** SOURCE DATA **
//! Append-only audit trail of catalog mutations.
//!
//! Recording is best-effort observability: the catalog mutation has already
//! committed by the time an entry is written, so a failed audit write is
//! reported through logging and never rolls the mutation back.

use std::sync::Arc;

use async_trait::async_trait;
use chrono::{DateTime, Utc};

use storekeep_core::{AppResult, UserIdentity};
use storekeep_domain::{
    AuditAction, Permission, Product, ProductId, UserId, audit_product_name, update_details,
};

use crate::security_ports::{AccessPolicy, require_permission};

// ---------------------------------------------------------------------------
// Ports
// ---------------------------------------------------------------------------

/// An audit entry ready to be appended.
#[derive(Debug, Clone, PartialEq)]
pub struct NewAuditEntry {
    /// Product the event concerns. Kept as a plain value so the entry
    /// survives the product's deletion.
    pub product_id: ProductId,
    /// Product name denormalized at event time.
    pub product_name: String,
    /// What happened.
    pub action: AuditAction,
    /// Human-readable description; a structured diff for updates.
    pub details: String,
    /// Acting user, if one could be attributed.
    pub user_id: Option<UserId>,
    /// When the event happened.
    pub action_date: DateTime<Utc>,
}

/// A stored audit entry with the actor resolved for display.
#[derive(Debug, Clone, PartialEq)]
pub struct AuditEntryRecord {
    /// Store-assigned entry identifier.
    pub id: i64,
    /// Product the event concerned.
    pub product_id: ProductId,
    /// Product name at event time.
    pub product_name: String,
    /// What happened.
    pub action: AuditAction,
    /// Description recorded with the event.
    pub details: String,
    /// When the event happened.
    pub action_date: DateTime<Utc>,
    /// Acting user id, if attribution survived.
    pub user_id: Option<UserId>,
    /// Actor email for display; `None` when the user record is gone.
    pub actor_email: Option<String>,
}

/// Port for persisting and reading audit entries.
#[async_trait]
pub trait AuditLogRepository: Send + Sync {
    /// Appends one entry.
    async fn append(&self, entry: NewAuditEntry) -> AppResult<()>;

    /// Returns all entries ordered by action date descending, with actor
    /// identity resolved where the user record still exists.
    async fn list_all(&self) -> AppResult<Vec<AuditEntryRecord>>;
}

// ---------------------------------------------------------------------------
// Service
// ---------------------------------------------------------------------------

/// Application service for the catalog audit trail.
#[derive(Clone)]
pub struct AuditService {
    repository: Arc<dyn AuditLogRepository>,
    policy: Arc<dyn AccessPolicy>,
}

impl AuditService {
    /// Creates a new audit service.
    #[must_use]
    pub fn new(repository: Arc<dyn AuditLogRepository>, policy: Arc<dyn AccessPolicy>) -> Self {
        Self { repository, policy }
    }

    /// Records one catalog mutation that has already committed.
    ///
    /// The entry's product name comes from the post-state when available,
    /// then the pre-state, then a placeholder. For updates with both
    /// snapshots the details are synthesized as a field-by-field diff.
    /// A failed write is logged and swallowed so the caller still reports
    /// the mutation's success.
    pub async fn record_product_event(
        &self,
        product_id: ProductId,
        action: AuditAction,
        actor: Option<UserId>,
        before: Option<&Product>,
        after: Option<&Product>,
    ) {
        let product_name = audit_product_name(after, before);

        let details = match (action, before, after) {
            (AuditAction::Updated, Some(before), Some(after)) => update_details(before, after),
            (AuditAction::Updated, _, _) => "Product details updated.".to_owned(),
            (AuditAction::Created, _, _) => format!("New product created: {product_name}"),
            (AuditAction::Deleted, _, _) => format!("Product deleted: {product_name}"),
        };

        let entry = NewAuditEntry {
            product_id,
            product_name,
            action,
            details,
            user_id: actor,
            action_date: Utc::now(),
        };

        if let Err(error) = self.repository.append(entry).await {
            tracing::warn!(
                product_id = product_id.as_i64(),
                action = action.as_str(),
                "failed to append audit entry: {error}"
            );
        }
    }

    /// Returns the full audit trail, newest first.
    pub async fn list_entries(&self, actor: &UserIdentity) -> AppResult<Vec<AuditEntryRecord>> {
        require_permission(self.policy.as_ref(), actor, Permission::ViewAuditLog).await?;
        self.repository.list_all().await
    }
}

* * *

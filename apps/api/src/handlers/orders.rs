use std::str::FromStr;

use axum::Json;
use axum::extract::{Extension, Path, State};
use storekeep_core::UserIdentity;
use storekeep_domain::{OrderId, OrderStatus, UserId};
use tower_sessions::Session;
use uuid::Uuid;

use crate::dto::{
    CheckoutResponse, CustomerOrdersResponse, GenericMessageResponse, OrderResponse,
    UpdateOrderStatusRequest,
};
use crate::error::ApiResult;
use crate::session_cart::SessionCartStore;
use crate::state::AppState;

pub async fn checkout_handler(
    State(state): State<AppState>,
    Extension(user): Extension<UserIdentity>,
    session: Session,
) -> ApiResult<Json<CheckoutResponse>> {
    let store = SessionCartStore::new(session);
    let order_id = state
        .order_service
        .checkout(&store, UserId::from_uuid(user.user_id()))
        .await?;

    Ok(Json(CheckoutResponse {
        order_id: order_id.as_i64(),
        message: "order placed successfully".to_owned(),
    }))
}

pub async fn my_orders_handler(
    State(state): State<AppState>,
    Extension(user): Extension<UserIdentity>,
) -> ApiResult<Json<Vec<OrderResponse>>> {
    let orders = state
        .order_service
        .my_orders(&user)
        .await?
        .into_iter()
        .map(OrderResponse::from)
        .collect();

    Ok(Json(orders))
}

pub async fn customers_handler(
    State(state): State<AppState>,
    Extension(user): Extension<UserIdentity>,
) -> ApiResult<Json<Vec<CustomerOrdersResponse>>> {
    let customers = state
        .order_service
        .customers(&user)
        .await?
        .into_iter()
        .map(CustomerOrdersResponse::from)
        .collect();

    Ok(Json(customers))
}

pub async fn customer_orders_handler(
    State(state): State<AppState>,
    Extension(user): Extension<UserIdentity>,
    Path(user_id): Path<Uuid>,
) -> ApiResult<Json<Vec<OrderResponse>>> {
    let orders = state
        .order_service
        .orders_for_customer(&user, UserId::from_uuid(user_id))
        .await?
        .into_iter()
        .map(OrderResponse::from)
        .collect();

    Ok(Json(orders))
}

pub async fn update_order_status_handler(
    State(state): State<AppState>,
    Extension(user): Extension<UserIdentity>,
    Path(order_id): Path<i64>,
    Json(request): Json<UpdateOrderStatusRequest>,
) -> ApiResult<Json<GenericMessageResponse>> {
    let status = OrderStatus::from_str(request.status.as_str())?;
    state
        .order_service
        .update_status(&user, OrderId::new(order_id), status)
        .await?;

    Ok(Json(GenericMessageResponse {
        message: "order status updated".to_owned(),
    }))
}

** PROBLEM **
Copy out the range of lines above starting at the line with "use std::sync::Arc;" and ending at the line with "descending, with actor", exactly and including both.

** WORKED SOLUTION **
use std::sync::Arc;

use async_trait::async_trait;
use chrono::{DateTime, Utc};

use storekeep_core::{AppResult, UserIdentity};
use storekeep_domain::{
    AuditAction, Permission, Product, ProductId, UserId, audit_product_name, update_details,
};

use crate::security_ports::{AccessPolicy, require_permission};

// ---------------------------------------------------------------------------
// Ports
// ---------------------------------------------------------------------------

/// An audit entry ready to be appended.
#[derive(Debug, Clone, PartialEq)]
pub struct NewAuditEntry {
    /// Product the event concerns. Kept as a plain value so the entry
    /// survives the product's deletion.
    pub product_id: ProductId,
    /// Product name denormalized at event time.
    pub product_name: String,
    /// What happened.
    pub action: AuditAction,
    /// Human-readable description; a structured diff for updates.
    pub details: String,
    /// Acting user, if one could be attributed.
    pub user_id: Option<UserId>,
    /// When the event happened.
    pub action_date: DateTime<Utc>,
}

/// A stored audit entry with the actor resolved for display.
#[derive(Debug, Clone, PartialEq)]
pub struct AuditEntryRecord {
    /// Store-assigned entry identifier.
    pub id: i64,
    /// Product the event concerned.
    pub product_id: ProductId,
    /// Product name at event time.
    pub product_name: String,
    /// What happened.
    pub action: AuditAction,
    /// Description recorded with the event.
    pub details: String,
    /// When the event happened.
    pub action_date: DateTime<Utc>,
    /// Acting user id, if attribution survived.
    pub user_id: Option<UserId>,
    /// Actor email for display; `None` when the user record is gone.
    pub actor_email: Option<String>,
}

/// Port for persisting and reading audit entries.
#[async_trait]
pub trait AuditLogRepository: Send + Sync {
    /// Appends one entry.
    async fn append(&self, entry: NewAuditEntry) -> AppResult<()>;

    /// Returns all entries ordered by action date descending, with actor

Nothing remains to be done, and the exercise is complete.